Es cierto que todavía, pese a que se ha venido conformando, no existe una norma que contenga el derecho a la intervención humanitaria unilateral en derecho positivo; y que una intervención humanitaria está todavía sometida a la Carta de la ONU, en particular, a la autorización del Consejo de Seguridad, como dijimos antes. La intervención unilateral de la OTAN en Yugoslavia, en 1998, habría sido contraria a la Carta de la ONU y, ciertamente, es difícil de justificar, aun interpretando de manera amplia sus disposiciones. No obstante, como la intervención estaba destinada a poner término a una catástrofe humanitaria y como no fue condenada por el Consejo de Seguridad (por el veto de Rusia) nos preguntamos si tal intervención no se ajustó a una norma consuetudinaria establecida o en formación, la que hoy podría sustentarla.
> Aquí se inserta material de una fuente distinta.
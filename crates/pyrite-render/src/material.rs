// Copyright 2025 the Pyrite authors
//
// Licensed under the Apache License, Version 2.0 (the "License");
// you may not use this file except in compliance with the License.
// You may obtain a copy of the License at
//
//     http://www.apache.org/licenses/LICENSE-2.0
//
// Unless required by applicable law or agreed to in writing, software
// distributed under the License is distributed on an "AS IS" BASIS,
// WITHOUT WARRANTIES OR CONDITIONS OF ANY KIND, either express or implied.
// See the License for the specific language governing permissions and
// limitations under the License.

//! GPU-side materials and the shading workflow sum type.

use crate::constants::MaterialConstants;
use pyrite_core::math::Vec3;

/// Index of a material in the renderer's material arena.
#[derive(Debug, Clone, Copy, PartialEq, Eq, Hash)]
pub struct MaterialHandle(pub usize);

/// The two supported shading workflows with their scalar factors.
///
/// A closed sum: packing into [`MaterialConstants`] matches exhaustively,
/// so adding a workflow is a compile error at every site that must handle
/// it.
#[derive(Debug, Clone, Copy, PartialEq)]
pub enum MaterialWorkflow {
    /// The glTF default workflow.
    MetallicRoughness {
        /// RGBA multiplier for the base-color map.
        base_color_factor: [f32; 4],
        /// Metalness in [0, 1].
        metallic_factor: f32,
        /// Perceptual roughness in [0, 1].
        roughness_factor: f32,
    },
    /// The KHR_materials_pbrSpecularGlossiness workflow.
    SpecularGlossiness {
        /// RGBA multiplier for the diffuse map.
        diffuse_factor: [f32; 4],
        /// Specular reflectance color.
        specular_factor: Vec3,
        /// Glossiness in [0, 1]; roughness is `1 - glossiness`.
        glossiness_factor: f32,
    },
}

impl Default for MaterialWorkflow {
    fn default() -> Self {
        Self::MetallicRoughness {
            base_color_factor: [1.0, 1.0, 1.0, 1.0],
            metallic_factor: 0.0,
            roughness_factor: 1.0,
        }
    }
}

/// A material resolved against the descriptor heap: its dense constant
/// slot plus the SRV slots of its four maps (absent maps point at the
/// fallback texture's slot).
#[derive(Debug, Clone)]
pub struct Material {
    /// Debug name.
    pub name: String,
    /// Shading workflow and factors.
    pub workflow: MaterialWorkflow,
    /// Dense index into each frame's per-material upload buffer, in
    /// `[0, num_materials)`.
    pub cb_index: u32,
    /// Heap-relative SRV slot of the base-color (or diffuse) map.
    pub base_color_srv: u32,
    /// Heap-relative SRV slot of the metallic-roughness (or
    /// specular-glossiness) map.
    pub metallic_roughness_srv: u32,
    /// Heap-relative SRV slot of the normal map.
    pub normal_srv: u32,
    /// Heap-relative SRV slot of the emissive map.
    pub emissive_srv: u32,
    /// Emissive strength folded into the constants.
    pub emissive_factor: f32,
    /// Copies of the constants not yet refreshed, one per frame resource.
    pub num_frames_dirty: u32,
}

impl Material {
    /// Flattens the workflow into the fixed constant-buffer layout.
    pub fn pack_constants(&self) -> MaterialConstants {
        match self.workflow {
            MaterialWorkflow::MetallicRoughness {
                base_color_factor,
                metallic_factor,
                roughness_factor,
            } => MaterialConstants {
                color_factor: base_color_factor,
                specular_factor: [0.0; 3],
                workflow: 1,
                metallic_factor,
                roughness_factor,
                emissive_factor: self.emissive_factor,
                _padding: 0.0,
            },
            MaterialWorkflow::SpecularGlossiness {
                diffuse_factor,
                specular_factor,
                glossiness_factor,
            } => MaterialConstants {
                color_factor: diffuse_factor,
                specular_factor: [specular_factor.x, specular_factor.y, specular_factor.z],
                workflow: 2,
                metallic_factor: 0.0,
                roughness_factor: 1.0 - glossiness_factor,
                emissive_factor: self.emissive_factor,
                _padding: 0.0,
            },
        }
    }
}

#[cfg(test)]
mod tests {
    use super::*;
    use approx::assert_relative_eq;

    fn material(workflow: MaterialWorkflow) -> Material {
        Material {
            name: "test".to_owned(),
            workflow,
            cb_index: 0,
            base_color_srv: 0,
            metallic_roughness_srv: 0,
            normal_srv: 0,
            emissive_srv: 0,
            emissive_factor: 0.25,
            num_frames_dirty: 3,
        }
    }

    #[test]
    fn metallic_roughness_packs_workflow_one() {
        let constants = material(MaterialWorkflow::MetallicRoughness {
            base_color_factor: [0.5, 0.6, 0.7, 1.0],
            metallic_factor: 0.9,
            roughness_factor: 0.3,
        })
        .pack_constants();
        assert_eq!(constants.workflow, 1);
        assert_eq!(constants.color_factor, [0.5, 0.6, 0.7, 1.0]);
        assert_relative_eq!(constants.metallic_factor, 0.9);
        assert_relative_eq!(constants.roughness_factor, 0.3);
        assert_relative_eq!(constants.emissive_factor, 0.25);
    }

    #[test]
    fn specular_glossiness_inverts_glossiness() {
        let constants = material(MaterialWorkflow::SpecularGlossiness {
            diffuse_factor: [1.0; 4],
            specular_factor: Vec3::new(0.2, 0.3, 0.4),
            glossiness_factor: 0.8,
        })
        .pack_constants();
        assert_eq!(constants.workflow, 2);
        assert_eq!(constants.specular_factor, [0.2, 0.3, 0.4]);
        assert_relative_eq!(constants.roughness_factor, 0.2);
        assert_relative_eq!(constants.metallic_factor, 0.0);
    }
}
El Derecho Internacional debe evolucionar para responder al terrible dilema del sufrimiento humano y la inacción de la comunidad internacional. Mientras el Consejo funciona con base en el veto y no actúa para garantizar el ingreso y la distribución de ayuda humanitaria en un país, el sufrimiento crece, cobrando victimas impedidas de acceder a lo más elemental: alimentos, agua, medicina, electricidad. Y ante tal inacción, basada más en razones políticas que humanitarias, es poco el margen que quedaría a una población víctima de atrocidades que, por lo general, en ausencia de intervenciones y otras presiones, se intensifican y cobran mayor número de víctimas.
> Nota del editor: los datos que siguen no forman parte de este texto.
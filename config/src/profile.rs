//! Merge profiles: the configured side of a flag merge.
//!
//! A profile names an external program and the tokens that should be passed
//! to it unless the user overrides them.
//!
//! # Example YAML
//!
//! ```yaml
//! convert:
//!   program: magick
//!   before: ["input.jpg"]
//!   after: ["output.jpg"]
//!   aliases:
//!     sampling-factor: f
//!     dry-run: D
//!     strip: ""
//!   args: ["-D", "-f", "2x1", "--strip"]
//!   flags:
//!     quality: 85
//!   constraints:
//!     quality: { min: 1, max: 100 }
//! ```

use flag_merge_core::{
    AliasMap, FlagValidationError, SpecifiedFlags, expand, merge, validate_name,
};
use tracing::debug;

use crate::constraint::ConstraintSet;
use crate::document::ConfigDocument;
use crate::error::{ConfigError, Result};

/// Configured defaults for invoking one external program.
///
/// # Examples
///
/// ```
/// use flag_merge_config::{ConfigDocument, Profile};
/// use flag_merge_core::SpecifiedFlags;
///
/// let doc = ConfigDocument::from_yaml_str(r#"
/// convert:
///   program: magick
///   before: [in.jpg]
///   after: [out.jpg]
///   aliases: { dry-run: D }
///   args: ["-D", "--strip"]
/// "#).unwrap();
///
/// let profile = Profile::load(&doc, "convert").unwrap();
/// let specified = SpecifiedFlags::new().with("dry-run", "true");
///
/// assert_eq!(
///     profile.invocation(&specified),
///     vec!["magick", "in.jpg", "--dry-run", "--strip", "out.jpg"]
/// );
/// ```
#[derive(Debug, Clone, Default, PartialEq)]
pub struct Profile {
    /// Section name the profile was loaded from.
    pub name: String,
    /// Program to invoke.
    pub program: String,
    /// Positional arguments placed before the flags.
    pub before: Vec<String>,
    /// Positional arguments placed after the flags.
    pub after: Vec<String>,
    /// Long/short spellings of the program's flags.
    pub aliases: AliasMap,
    /// Raw secondary tokens.
    pub args: Vec<String>,
    /// Secondary flags given as a mapping, appended after `args`.
    pub flags: SpecifiedFlags,
    /// Rules checked against user-specified values.
    pub constraints: ConstraintSet,
}

impl Profile {
    /// Loads the profile stored under `name`.
    ///
    /// # Errors
    ///
    /// Returns [`Missing`](ConfigError::Missing) if there is no such
    /// section, or any error from [`from_section`](Profile::from_section).
    pub fn load(doc: &ConfigDocument, name: &str) -> Result<Self> {
        let section = doc
            .section(name)?
            .ok_or_else(|| ConfigError::Missing(name.to_string()))?;
        Self::from_section(name, &section)
    }

    /// Reads a profile from an already-selected section.
    ///
    /// `program` is required; every other key defaults to empty.
    pub fn from_section(name: &str, section: &ConfigDocument) -> Result<Self> {
        let program = section
            .get_string("program")?
            .ok_or_else(|| ConfigError::Missing(format!("{name}.program")))?;

        let mut aliases = AliasMap::new();
        for (long, short) in section.get_string_map("aliases")?.unwrap_or_default() {
            aliases.insert_checked(&long, &short)?;
        }
        let mut flags = SpecifiedFlags::new();
        for (flag, value) in section.get_string_map("flags")?.unwrap_or_default() {
            validate_name(&flag)?;
            flags.insert(flag, value);
        }

        let profile = Self {
            name: name.to_string(),
            program,
            before: section.get_string_list("before")?.unwrap_or_default(),
            after: section.get_string_list("after")?.unwrap_or_default(),
            aliases,
            args: section.get_string_list("args")?.unwrap_or_default(),
            flags,
            constraints: ConstraintSet::from_section(section)?,
        };
        debug!(
            profile = name,
            program = %profile.program,
            aliases = profile.aliases.len(),
            args = profile.args.len(),
            flags = profile.flags.len(),
            "loaded merge profile"
        );
        Ok(profile)
    }

    /// The secondary token stream: `args` followed by the flattened `flags`.
    pub fn secondary_tokens(&self) -> Vec<String> {
        let mut tokens = self.args.clone();
        tokens.extend(self.flags.to_tokens());
        tokens
    }

    /// Merges `specified` over this profile and wraps the result with the
    /// profile's positional arguments. The program name is not included.
    pub fn command_line(&self, specified: &SpecifiedFlags) -> Vec<String> {
        let merged = merge(specified, &self.aliases, &self.secondary_tokens());
        expand(&self.before, &merged, &self.after)
    }

    /// Like [`command_line`](Profile::command_line), with the program first.
    pub fn invocation(&self, specified: &SpecifiedFlags) -> Vec<String> {
        let command_line = self.command_line(specified);
        let mut argv = Vec::with_capacity(command_line.len() + 1);
        argv.push(self.program.clone());
        argv.extend(command_line);
        argv
    }

    /// Checks `specified` against the profile's constraints.
    pub fn validate(&self, specified: &SpecifiedFlags) -> Vec<FlagValidationError> {
        self.constraints.check(specified, &self.aliases)
    }

    /// Pairs of `(long, short)` that `specified` sets under both spellings.
    pub fn alias_conflicts(&self, specified: &SpecifiedFlags) -> Vec<(String, String)> {
        self.aliases.conflicts(specified)
    }
}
La ayuda humanitaria, entendida como una acción para proteger la vida, la salud y los derechos humanos de poblaciones sometidas, debe ingresar al país para mitigar la crisis. Los venezolanos la necesitan. El régimen de Maduro la rechaza, lo que contraría los principios de derecho internacional y de humanidad más elementales. Ante un régimen que lejos de cumplir con sus obligaciones, el respeto y la promoción de los derechos humanos, se ha convertido en el verdugo del pueblo, la comunidad internacional debe actuar, ante el estado de necesidad, lo que no es injerencia indebida, desde luego, para impedir que se sigan cometiendo violaciones masivas graves de derechos humanos, individuales y colectivos, que se traducen en actos constitutivos de crímenes de lesa humanidad, como el exterminio (Art. 7 del Estatuto de Roma).

No se trata de alentar una intervención humanitaria y menos de cualquier forma, que siempre tienen un costo político y humano muy alto, sino de alertar sobre las opciones que se abren ante la negativa reiterada del régimen de Maduro de aceptarla, agotando o despreciando, más bien, las fórmulas políticas.
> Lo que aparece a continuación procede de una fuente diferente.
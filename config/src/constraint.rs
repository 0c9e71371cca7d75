//! Per-flag value constraints declared in a profile.
//!
//! ```yaml
//! convert:
//!   constraints:
//!     quality: { min: 1, max: 100 }
//!     interlace: { one_of: [line, plane, none] }
//!     sampling-factor: { pattern: '^\d:\d:\d$' }
//! ```
//!
//! Numeric constraints first require the value to look like a number and
//! report a [`PatternMismatch`](FlagValidationError::PatternMismatch)
//! against [`NUMBER_PATTERN`] otherwise.

use flag_merge_core::{
    AliasMap, FlagValidationError, SpecifiedFlags, at_least, at_most, greater_than, in_range,
    less_than, matches_pattern, none_of, not_in_range, not_matches_pattern, one_of,
};

use crate::document::ConfigDocument;
use crate::error::{ConfigError, Result};

/// Values accepted by numeric constraints.
pub const NUMBER_PATTERN: &str = r"^[+-]?(\d+\.?\d*|\.\d+)([eE][+-]?\d+)?$";

/// One rule a flag value must satisfy.
#[derive(Debug, Clone, PartialEq)]
pub enum Constraint {
    /// `low <= value <= high`.
    Between(f64, f64),
    /// `value < low || value > high`.
    NotBetween(f64, f64),
    /// `value >= threshold`.
    Min(f64),
    /// `value <= threshold`.
    Max(f64),
    /// `value > threshold`.
    GreaterThan(f64),
    /// `value < threshold`.
    LessThan(f64),
    /// Value is one of the listed strings.
    OneOf(Vec<String>),
    /// Value is none of the listed strings.
    NoneOf(Vec<String>),
    /// Value matches the regular expression.
    Pattern(String),
    /// Value does not match the regular expression.
    NotPattern(String),
}

impl Constraint {
    /// Checks `value` given for `flag`.
    pub fn check(&self, flag: &str, value: &str) -> std::result::Result<(), FlagValidationError> {
        match self {
            Self::OneOf(allowed) => return one_of(flag, value, allowed),
            Self::NoneOf(denied) => return none_of(flag, value, denied),
            Self::Pattern(pattern) => return matches_pattern(flag, value, pattern),
            Self::NotPattern(pattern) => return not_matches_pattern(flag, value, pattern),
            _ => {}
        }

        matches_pattern(flag, value, NUMBER_PATTERN)?;
        let number: f64 = value.parse().unwrap_or(f64::NAN);
        match *self {
            Self::Between(low, high) => in_range(flag, number, low, high),
            Self::NotBetween(low, high) => not_in_range(flag, number, low, high),
            Self::Min(threshold) => at_least(flag, number, threshold),
            Self::Max(threshold) => at_most(flag, number, threshold),
            Self::GreaterThan(threshold) => greater_than(flag, number, threshold),
            Self::LessThan(threshold) => less_than(flag, number, threshold),
            Self::OneOf(_) | Self::NoneOf(_) | Self::Pattern(_) | Self::NotPattern(_) => Ok(()),
        }
    }
}

/// Constraints for every constrained flag of a profile, keyed by the name
/// used in the configuration.
#[derive(Debug, Clone, Default, PartialEq)]
pub struct ConstraintSet {
    rules: Vec<(String, Constraint)>,
}

impl ConstraintSet {
    /// Reads the `constraints` mapping of a profile section.
    ///
    /// Recognised keys per flag: `min`, `max` (combined into a range when
    /// both are present), `greater_than`, `less_than`, `not_between`
    /// (two-element list), `one_of`, `none_of`, `pattern`, `not_pattern`.
    pub fn from_section(section: &ConfigDocument) -> Result<Self> {
        let mut rules = Vec::new();
        let Some(root) = section.section("constraints")? else {
            return Ok(Self { rules });
        };
        let Some(entries) = root.root().as_object() else {
            return Ok(Self { rules });
        };

        for (name, value) in entries {
            if !value.is_object() {
                return Err(ConfigError::TypeMismatch {
                    path: format!("constraints.{name}"),
                    expected: "a mapping",
                });
            }
            let flag = ConfigDocument::from_value(value.clone());
            let path = |key: &str| format!("constraints.{name}.{key}");
            let number = |key: &str| -> Result<Option<f64>> {
                flag.get_f64(key).map_err(|_| ConfigError::TypeMismatch {
                    path: path(key),
                    expected: "a number",
                })
            };

            match (number("min")?, number("max")?) {
                (Some(low), Some(high)) => rules.push((name.clone(), Constraint::Between(low, high))),
                (Some(low), None) => rules.push((name.clone(), Constraint::Min(low))),
                (None, Some(high)) => rules.push((name.clone(), Constraint::Max(high))),
                (None, None) => {}
            }
            if let Some(threshold) = number("greater_than")? {
                rules.push((name.clone(), Constraint::GreaterThan(threshold)));
            }
            if let Some(threshold) = number("less_than")? {
                rules.push((name.clone(), Constraint::LessThan(threshold)));
            }
            if let Some(bounds) = flag.get_string_list("not_between")? {
                let parsed: Vec<f64> = bounds.iter().filter_map(|b| b.parse().ok()).collect();
                let [low, high] = parsed.as_slice() else {
                    return Err(ConfigError::TypeMismatch {
                        path: path("not_between"),
                        expected: "two numbers",
                    });
                };
                rules.push((name.clone(), Constraint::NotBetween(*low, *high)));
            }
            if let Some(allowed) = flag.get_string_list("one_of")? {
                rules.push((name.clone(), Constraint::OneOf(allowed)));
            }
            if let Some(denied) = flag.get_string_list("none_of")? {
                rules.push((name.clone(), Constraint::NoneOf(denied)));
            }
            if let Some(pattern) = flag.get_string("pattern")? {
                rules.push((name.clone(), Constraint::Pattern(pattern)));
            }
            if let Some(pattern) = flag.get_string("not_pattern")? {
                rules.push((name.clone(), Constraint::NotPattern(pattern)));
            }
        }

        Ok(Self { rules })
    }

    /// Adds a rule for `flag`.
    pub fn push(&mut self, flag: impl Into<String>, constraint: Constraint) {
        self.rules.push((flag.into(), constraint));
    }

    /// Returns `true` if no rules are declared.
    pub fn is_empty(&self) -> bool {
        self.rules.is_empty()
    }

    /// Checks every specified flag against the rules declared for it under
    /// either spelling, returning all violations in specification order.
    pub fn check(&self, specified: &SpecifiedFlags, aliases: &AliasMap) -> Vec<FlagValidationError> {
        let mut failures = Vec::new();
        for (flag, value) in specified.iter() {
            let other = aliases.counterpart(flag);
            for (name, constraint) in &self.rules {
                if name != flag && Some(name.as_str()) != other {
                    continue;
                }
                if let Err(err) = constraint.check(flag, value) {
                    failures.push(err);
                }
            }
        }
        failures
    }
}
//! Core flag types and precedence-aware command-line merging.
//!
//! This crate reconciles the flags a user specified for an invocation with a
//! pre-existing token stream for the same external program:
//!
//! - [`SpecifiedFlags`]: ordered `name → value` flags that always win.
//! - [`AliasMap`]: long/short spellings, looked up in both directions.
//! - [`merge`]: flattens the specified flags and appends every secondary
//!   flag (with its value) that was not overridden under either spelling.
//! - [`expand`]: wraps merged flags with leading and trailing positionals.
//!
//! Callers that validate flag values report violations with
//! [`FlagValidationError`], raised by checkers such as [`in_range`] and
//! [`one_of`].
//!
//! # Example
//!
//! ```
//! use flag_merge_core::*;
//!
//! let specified = SpecifiedFlags::new()
//!     .with("gaussian-blur", "0.05")
//!     .with("i", "plane");
//! let aliases: AliasMap = [("dry-run", "D"), ("sampling-factor", "f"), ("interlace", "i")]
//!     .into_iter()
//!     .collect();
//! let secondary = ["-D", "-f", "2x1", "--gaussian-blur", "0.15", "--interlace", "line"];
//!
//! let merged = merge(&specified, &aliases, &secondary);
//! assert_eq!(
//!     merged,
//!     vec!["--gaussian-blur", "0.05", "-i", "plane", "-D", "-f", "2x1"]
//! );
//! ```

mod assign;
mod merge;
mod types;
pub mod validate;

pub use assign::{AssignmentError, parse_assignment, validate_name};
pub use merge::{expand, merge};
pub use types::*;
pub use validate::{
    FlagValidationError, at_least, at_most, greater_than, in_range, less_than, matches_pattern,
    none_of, not_in_range, not_matches_pattern, one_of,
};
Si la comunidad internacional, dejando de lado su deber moral, no actúa de acuerdo con su responsabilidad de reaccionar ante el desastre humanitario que vive una población como la nuestra, por la parálisis del órgano que se supone debe velar por la paz y la seguridad internacionales, el gobierno interino de Juan Guaidó podría, una vez agotados todos los esfuerzos diplomáticos y políticos, sobre la base de la norma constitucional que le autoriza, solicitar la protección militar de la ayuda humanitaria para garantizar su ingreso y su distribución, lo que se ajusta al Derecho Internacional, es decir, a su legalidad.

Desde luego, como en el marco de toda controversia, es de esperarse –lo que no es fácil– que el régimen usurpador entienda de una vez por todas la gravedad de la situación, el sufrimiento de los venezolanos y que acepte el ingreso y la distribución de medicinas y alimentos, sin obstáculos, para aliviar la catástrofe que cada vez se complica más y parece escaparse de las manos.